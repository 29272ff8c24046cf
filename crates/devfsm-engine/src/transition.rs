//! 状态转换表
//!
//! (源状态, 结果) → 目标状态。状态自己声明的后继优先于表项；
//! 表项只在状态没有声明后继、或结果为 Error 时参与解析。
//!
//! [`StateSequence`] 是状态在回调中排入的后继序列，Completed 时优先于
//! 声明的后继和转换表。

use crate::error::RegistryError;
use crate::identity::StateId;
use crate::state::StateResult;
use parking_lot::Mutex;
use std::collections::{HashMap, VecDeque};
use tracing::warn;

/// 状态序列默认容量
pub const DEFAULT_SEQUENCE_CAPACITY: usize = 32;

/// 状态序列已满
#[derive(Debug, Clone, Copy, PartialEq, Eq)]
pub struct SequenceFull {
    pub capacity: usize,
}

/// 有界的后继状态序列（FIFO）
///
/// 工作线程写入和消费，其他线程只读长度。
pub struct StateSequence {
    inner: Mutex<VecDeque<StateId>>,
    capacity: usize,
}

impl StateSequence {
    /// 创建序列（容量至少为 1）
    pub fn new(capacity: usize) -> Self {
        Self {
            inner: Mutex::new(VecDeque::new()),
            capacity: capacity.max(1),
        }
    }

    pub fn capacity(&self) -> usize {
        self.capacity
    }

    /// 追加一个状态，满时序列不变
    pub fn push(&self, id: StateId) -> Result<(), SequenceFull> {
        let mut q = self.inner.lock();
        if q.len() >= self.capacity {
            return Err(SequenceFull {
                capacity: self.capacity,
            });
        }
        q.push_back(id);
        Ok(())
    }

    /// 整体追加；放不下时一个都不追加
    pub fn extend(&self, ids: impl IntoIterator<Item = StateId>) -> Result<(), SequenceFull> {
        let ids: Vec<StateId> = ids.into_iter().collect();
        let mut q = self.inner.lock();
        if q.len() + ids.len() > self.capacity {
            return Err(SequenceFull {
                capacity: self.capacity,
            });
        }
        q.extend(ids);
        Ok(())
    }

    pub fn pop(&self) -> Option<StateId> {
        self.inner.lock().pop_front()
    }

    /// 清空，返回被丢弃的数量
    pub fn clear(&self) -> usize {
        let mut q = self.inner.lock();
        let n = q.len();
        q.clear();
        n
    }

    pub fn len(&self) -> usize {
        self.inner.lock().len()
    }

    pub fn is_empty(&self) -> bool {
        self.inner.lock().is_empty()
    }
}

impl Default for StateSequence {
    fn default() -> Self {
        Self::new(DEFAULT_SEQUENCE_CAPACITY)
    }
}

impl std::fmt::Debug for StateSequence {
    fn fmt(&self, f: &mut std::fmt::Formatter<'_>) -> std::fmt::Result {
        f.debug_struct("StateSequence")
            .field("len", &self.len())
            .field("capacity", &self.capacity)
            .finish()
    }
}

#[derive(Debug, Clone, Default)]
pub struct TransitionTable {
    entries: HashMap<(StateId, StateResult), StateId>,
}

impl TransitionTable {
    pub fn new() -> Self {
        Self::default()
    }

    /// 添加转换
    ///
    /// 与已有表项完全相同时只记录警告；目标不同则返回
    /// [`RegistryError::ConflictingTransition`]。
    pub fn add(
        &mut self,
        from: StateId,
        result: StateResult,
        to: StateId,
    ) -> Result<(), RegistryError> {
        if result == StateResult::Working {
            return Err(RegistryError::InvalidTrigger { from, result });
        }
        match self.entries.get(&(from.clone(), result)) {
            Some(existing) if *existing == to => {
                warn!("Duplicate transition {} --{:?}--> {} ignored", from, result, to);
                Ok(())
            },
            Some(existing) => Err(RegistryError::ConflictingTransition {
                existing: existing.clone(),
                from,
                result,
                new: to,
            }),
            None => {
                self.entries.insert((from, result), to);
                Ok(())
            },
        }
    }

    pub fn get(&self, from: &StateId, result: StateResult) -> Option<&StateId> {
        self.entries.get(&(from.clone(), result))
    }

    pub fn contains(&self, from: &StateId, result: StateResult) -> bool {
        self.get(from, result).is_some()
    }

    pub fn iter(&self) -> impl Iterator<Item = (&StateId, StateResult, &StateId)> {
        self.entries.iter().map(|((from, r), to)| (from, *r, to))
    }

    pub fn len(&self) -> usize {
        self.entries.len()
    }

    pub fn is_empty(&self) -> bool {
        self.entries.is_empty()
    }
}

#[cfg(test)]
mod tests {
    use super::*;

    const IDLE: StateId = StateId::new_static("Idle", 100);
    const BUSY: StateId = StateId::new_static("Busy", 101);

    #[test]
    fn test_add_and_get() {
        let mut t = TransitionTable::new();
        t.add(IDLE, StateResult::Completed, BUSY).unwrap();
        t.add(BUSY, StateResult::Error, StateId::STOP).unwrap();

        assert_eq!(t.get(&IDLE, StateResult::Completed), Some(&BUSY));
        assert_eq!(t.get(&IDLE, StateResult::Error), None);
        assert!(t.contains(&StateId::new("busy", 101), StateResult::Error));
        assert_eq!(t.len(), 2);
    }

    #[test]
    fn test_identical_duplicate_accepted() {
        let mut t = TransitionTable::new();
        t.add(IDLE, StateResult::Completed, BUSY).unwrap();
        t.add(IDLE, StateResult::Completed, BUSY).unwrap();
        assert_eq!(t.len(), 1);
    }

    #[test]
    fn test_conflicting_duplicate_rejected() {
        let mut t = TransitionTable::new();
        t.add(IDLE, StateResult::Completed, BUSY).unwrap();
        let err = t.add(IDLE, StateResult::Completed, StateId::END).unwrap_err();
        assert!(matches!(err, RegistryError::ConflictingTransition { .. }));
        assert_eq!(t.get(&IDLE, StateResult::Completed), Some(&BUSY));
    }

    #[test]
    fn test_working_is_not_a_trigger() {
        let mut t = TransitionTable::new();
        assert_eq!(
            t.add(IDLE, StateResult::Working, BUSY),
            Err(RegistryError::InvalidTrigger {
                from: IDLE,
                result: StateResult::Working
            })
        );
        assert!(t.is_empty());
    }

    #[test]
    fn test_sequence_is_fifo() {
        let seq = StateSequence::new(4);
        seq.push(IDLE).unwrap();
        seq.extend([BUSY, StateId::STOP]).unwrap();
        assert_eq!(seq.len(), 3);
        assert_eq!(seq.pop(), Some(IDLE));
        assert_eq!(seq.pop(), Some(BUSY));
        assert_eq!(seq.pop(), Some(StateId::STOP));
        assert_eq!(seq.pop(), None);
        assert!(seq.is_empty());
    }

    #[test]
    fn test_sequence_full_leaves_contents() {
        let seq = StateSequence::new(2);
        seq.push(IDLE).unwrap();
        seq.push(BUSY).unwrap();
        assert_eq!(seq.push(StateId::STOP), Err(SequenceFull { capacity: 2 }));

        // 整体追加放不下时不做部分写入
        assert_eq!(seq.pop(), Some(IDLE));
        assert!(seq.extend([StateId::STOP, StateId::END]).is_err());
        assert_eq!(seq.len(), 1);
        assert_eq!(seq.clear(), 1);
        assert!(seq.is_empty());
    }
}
========================================================================
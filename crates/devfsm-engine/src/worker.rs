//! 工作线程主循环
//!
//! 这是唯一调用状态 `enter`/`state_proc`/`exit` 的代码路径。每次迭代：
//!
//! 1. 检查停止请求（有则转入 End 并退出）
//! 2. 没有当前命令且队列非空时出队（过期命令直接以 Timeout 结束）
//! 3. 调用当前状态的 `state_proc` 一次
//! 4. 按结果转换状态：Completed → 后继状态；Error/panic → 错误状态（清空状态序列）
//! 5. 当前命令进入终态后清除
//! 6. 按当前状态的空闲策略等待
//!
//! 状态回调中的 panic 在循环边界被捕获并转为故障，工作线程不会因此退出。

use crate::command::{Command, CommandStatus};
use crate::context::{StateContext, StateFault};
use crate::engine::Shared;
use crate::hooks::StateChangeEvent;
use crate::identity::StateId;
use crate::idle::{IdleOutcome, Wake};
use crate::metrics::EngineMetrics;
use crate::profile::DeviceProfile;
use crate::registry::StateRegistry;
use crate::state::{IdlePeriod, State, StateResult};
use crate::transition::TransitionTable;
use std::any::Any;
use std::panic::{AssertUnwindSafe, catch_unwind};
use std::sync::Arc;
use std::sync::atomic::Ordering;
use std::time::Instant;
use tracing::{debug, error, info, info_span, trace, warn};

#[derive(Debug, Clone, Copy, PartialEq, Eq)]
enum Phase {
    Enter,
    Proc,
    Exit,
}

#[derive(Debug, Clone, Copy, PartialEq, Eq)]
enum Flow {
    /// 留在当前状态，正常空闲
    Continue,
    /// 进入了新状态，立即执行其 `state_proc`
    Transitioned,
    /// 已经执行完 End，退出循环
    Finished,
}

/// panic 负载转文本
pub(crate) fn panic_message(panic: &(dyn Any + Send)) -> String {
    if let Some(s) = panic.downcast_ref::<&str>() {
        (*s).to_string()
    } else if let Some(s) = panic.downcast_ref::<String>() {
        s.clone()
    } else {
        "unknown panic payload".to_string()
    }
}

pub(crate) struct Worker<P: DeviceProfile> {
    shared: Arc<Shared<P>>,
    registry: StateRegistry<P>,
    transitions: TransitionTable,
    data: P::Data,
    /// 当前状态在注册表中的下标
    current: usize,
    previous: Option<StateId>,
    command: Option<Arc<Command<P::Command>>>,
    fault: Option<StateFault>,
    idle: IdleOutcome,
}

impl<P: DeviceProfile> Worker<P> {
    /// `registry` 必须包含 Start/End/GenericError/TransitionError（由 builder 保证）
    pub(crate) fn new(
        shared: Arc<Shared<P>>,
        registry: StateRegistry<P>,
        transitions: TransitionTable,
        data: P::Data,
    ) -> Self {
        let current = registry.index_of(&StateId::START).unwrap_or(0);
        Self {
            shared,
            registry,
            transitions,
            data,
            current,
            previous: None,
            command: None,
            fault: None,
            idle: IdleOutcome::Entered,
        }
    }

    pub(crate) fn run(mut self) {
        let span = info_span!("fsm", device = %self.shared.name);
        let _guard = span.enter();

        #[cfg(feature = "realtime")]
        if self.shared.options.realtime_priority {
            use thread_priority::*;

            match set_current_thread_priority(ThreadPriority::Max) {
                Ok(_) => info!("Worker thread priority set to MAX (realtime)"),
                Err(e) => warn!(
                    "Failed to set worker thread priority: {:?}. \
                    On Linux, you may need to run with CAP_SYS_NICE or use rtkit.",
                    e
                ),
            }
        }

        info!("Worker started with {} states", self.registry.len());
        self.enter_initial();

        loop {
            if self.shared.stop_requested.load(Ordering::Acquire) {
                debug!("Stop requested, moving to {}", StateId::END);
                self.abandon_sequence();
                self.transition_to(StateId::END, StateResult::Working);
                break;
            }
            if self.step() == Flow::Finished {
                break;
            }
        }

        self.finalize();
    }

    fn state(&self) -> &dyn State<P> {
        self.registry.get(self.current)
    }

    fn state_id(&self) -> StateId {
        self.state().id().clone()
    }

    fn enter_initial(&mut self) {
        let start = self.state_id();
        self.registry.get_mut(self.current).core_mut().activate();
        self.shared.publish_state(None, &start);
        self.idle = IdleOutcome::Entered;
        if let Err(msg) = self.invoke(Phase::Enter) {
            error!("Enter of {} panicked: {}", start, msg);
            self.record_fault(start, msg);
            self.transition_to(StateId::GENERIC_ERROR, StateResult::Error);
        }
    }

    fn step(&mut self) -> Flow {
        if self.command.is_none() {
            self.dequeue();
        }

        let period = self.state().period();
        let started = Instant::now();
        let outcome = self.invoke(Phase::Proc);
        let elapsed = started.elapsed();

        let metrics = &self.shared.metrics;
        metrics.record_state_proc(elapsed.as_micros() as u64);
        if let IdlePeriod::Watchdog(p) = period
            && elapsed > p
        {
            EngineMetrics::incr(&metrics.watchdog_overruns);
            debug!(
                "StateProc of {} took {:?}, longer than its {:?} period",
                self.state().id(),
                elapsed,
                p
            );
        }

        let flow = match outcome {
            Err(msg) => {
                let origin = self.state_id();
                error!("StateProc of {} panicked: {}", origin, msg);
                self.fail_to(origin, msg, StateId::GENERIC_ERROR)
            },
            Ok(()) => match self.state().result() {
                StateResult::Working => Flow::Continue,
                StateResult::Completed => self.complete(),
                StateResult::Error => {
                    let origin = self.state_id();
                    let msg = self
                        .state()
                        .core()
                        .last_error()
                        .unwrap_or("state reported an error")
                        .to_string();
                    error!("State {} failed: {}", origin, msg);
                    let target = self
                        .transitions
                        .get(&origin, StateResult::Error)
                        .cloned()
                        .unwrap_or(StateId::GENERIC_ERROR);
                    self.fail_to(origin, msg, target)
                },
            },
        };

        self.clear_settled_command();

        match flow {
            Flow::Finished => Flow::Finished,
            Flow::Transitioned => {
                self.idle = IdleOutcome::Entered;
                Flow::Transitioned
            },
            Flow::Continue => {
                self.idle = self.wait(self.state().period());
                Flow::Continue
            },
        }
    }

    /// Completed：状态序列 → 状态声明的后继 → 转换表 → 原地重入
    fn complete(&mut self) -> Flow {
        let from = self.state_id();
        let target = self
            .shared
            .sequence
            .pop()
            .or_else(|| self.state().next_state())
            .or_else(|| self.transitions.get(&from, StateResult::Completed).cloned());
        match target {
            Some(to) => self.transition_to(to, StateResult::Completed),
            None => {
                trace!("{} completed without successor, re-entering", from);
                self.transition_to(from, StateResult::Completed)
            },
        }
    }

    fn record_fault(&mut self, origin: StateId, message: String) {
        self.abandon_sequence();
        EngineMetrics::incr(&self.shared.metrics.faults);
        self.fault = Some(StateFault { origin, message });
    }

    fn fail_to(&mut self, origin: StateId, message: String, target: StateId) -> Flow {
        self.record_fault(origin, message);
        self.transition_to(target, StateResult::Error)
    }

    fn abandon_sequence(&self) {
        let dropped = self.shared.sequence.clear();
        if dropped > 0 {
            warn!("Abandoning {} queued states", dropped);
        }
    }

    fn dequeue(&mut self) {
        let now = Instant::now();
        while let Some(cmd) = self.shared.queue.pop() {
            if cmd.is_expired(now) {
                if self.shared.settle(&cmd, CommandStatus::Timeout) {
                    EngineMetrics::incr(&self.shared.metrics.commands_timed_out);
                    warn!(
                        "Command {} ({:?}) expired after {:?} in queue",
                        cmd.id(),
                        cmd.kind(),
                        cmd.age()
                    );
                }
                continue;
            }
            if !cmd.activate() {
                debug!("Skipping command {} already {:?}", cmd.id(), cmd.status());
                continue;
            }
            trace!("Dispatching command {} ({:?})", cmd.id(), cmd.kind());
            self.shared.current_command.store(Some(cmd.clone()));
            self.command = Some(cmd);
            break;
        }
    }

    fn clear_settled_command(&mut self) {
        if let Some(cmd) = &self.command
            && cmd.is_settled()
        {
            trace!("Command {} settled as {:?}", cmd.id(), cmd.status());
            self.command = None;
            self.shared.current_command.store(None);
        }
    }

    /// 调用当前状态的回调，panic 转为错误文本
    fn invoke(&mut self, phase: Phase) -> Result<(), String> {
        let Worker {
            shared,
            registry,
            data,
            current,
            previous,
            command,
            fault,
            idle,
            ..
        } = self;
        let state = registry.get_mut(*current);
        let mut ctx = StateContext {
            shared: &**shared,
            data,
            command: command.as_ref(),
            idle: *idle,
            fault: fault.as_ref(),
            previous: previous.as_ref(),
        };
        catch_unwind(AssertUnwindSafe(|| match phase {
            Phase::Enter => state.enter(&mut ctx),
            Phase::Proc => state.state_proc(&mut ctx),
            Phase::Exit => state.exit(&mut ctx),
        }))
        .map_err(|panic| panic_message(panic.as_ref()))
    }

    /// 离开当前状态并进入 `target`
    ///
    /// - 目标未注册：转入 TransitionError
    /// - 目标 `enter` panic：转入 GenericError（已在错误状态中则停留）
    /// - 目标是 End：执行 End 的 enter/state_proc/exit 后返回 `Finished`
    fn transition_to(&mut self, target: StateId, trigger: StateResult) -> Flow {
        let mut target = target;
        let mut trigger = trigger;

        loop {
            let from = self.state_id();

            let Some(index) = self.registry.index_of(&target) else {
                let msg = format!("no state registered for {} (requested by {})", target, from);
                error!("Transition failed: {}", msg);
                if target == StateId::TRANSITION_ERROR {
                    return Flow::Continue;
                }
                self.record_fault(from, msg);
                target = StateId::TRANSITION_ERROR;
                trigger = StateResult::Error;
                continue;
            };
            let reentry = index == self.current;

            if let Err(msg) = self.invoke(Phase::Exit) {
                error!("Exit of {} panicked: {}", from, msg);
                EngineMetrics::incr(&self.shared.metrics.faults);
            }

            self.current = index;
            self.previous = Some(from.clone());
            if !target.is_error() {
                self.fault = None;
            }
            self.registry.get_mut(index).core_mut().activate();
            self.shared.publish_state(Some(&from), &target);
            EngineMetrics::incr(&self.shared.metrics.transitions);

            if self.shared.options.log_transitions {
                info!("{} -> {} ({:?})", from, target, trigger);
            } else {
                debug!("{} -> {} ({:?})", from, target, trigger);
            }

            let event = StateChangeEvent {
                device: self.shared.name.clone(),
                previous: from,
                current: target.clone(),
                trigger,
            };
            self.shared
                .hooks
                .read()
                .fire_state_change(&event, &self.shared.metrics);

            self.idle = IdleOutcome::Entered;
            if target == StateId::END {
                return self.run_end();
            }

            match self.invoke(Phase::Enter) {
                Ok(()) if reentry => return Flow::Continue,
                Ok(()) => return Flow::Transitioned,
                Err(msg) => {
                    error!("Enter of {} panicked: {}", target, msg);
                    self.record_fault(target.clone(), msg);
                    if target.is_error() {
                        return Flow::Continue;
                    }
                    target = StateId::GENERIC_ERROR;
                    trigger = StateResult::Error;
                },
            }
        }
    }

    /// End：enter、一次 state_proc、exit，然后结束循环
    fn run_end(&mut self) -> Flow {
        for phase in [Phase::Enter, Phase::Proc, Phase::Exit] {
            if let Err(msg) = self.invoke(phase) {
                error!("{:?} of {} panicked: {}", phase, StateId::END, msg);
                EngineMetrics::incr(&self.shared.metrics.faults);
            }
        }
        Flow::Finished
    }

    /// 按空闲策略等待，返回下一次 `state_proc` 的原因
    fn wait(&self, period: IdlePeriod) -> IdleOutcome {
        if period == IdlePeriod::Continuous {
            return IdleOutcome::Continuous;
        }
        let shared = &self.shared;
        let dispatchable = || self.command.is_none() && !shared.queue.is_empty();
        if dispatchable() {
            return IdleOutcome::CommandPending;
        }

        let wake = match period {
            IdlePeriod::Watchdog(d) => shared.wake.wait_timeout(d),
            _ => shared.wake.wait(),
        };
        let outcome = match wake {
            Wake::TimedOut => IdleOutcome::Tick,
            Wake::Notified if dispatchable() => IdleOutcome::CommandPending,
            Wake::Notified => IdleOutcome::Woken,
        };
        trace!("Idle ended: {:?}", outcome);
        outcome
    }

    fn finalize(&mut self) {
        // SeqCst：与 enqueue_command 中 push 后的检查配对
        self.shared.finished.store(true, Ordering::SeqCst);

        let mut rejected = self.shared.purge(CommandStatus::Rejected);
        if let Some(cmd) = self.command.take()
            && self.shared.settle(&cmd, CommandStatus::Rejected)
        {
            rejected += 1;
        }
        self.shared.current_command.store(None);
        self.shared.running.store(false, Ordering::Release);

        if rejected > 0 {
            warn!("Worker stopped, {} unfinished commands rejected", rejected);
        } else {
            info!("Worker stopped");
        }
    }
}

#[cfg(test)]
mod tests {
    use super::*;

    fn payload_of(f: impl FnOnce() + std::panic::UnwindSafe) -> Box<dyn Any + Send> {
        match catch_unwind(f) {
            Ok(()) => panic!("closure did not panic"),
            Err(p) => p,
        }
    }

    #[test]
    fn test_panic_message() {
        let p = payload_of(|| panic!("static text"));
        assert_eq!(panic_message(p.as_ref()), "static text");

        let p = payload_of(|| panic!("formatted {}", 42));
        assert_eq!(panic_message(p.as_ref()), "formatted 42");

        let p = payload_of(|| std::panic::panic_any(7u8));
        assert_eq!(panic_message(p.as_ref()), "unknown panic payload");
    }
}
========================================================================
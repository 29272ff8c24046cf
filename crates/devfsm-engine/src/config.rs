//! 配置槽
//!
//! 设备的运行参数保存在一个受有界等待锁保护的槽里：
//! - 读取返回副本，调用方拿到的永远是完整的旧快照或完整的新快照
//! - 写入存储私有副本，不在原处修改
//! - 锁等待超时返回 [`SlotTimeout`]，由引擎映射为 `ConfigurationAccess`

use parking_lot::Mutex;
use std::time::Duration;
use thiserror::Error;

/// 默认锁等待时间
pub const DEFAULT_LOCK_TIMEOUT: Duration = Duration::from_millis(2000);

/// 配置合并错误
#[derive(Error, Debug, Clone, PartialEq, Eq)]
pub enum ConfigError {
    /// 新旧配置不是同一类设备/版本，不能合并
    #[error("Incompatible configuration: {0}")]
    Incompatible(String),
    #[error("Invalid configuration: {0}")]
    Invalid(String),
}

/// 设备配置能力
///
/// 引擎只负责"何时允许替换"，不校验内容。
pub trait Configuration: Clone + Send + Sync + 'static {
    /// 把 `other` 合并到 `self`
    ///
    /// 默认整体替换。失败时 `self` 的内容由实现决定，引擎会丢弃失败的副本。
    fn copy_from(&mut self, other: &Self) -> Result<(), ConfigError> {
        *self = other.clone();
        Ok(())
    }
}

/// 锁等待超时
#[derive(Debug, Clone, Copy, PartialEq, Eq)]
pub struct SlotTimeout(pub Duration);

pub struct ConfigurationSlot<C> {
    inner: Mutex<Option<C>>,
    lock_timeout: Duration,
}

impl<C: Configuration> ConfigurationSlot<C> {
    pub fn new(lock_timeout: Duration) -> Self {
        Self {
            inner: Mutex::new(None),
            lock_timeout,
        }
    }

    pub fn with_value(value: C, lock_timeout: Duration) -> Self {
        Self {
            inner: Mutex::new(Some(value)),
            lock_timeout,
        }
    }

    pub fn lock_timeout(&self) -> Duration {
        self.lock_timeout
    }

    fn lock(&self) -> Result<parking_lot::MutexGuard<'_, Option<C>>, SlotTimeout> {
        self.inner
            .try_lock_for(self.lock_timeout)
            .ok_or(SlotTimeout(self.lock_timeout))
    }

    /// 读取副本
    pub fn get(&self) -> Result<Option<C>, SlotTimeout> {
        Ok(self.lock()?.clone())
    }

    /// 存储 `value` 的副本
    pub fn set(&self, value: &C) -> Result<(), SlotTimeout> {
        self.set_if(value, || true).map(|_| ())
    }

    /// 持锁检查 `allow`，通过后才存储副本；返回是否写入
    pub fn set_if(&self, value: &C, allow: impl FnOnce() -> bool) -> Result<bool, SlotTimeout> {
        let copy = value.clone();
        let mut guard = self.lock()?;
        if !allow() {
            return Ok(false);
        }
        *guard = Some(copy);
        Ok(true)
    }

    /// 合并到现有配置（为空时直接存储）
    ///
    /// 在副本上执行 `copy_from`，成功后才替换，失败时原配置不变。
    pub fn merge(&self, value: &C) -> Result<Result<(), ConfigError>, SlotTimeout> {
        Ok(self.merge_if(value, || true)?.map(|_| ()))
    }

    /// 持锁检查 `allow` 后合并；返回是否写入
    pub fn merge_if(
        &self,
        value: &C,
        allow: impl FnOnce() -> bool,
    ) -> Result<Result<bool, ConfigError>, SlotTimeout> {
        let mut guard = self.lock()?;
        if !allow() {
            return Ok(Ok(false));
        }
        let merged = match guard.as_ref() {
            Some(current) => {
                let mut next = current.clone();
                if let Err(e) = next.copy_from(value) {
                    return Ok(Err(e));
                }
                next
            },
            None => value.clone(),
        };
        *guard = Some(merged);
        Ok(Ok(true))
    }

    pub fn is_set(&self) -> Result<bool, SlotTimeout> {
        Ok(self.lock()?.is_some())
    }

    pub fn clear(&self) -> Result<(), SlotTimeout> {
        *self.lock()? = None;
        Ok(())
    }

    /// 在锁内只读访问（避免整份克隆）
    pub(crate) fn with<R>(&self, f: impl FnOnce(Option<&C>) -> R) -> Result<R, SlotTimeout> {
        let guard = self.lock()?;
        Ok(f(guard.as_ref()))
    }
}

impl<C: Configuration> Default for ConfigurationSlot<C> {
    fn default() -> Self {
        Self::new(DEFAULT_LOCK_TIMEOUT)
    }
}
========================================================================
(YOUR TASK):
Using the data above, reproduce exactly the lines from the line that contains "fn copy_from(&mut self, other: &Self)" through the line that contains "fn lock(&self) ->", including both.

(WRITTEN SOLUTION):
    fn copy_from(&mut self, other: &Self) -> Result<(), ConfigError> {
        *self = other.clone();
        Ok(())
    }
}

/// 锁等待超时
#[derive(Debug, Clone, Copy, PartialEq, Eq)]
pub struct SlotTimeout(pub Duration);

pub struct ConfigurationSlot<C> {
    inner: Mutex<Option<C>>,
    lock_timeout: Duration,
}

impl<C: Configuration> ConfigurationSlot<C> {
    pub fn new(lock_timeout: Duration) -> Self {
        Self {
            inner: Mutex::new(None),
            lock_timeout,
        }
    }

    pub fn with_value(value: C, lock_timeout: Duration) -> Self {
        Self {
            inner: Mutex::new(Some(value)),
            lock_timeout,
        }
    }

    pub fn lock_timeout(&self) -> Duration {
        self.lock_timeout
    }

    fn lock(&self) -> Result<parking_lot::MutexGuard<'_, Option<C>>, SlotTimeout> {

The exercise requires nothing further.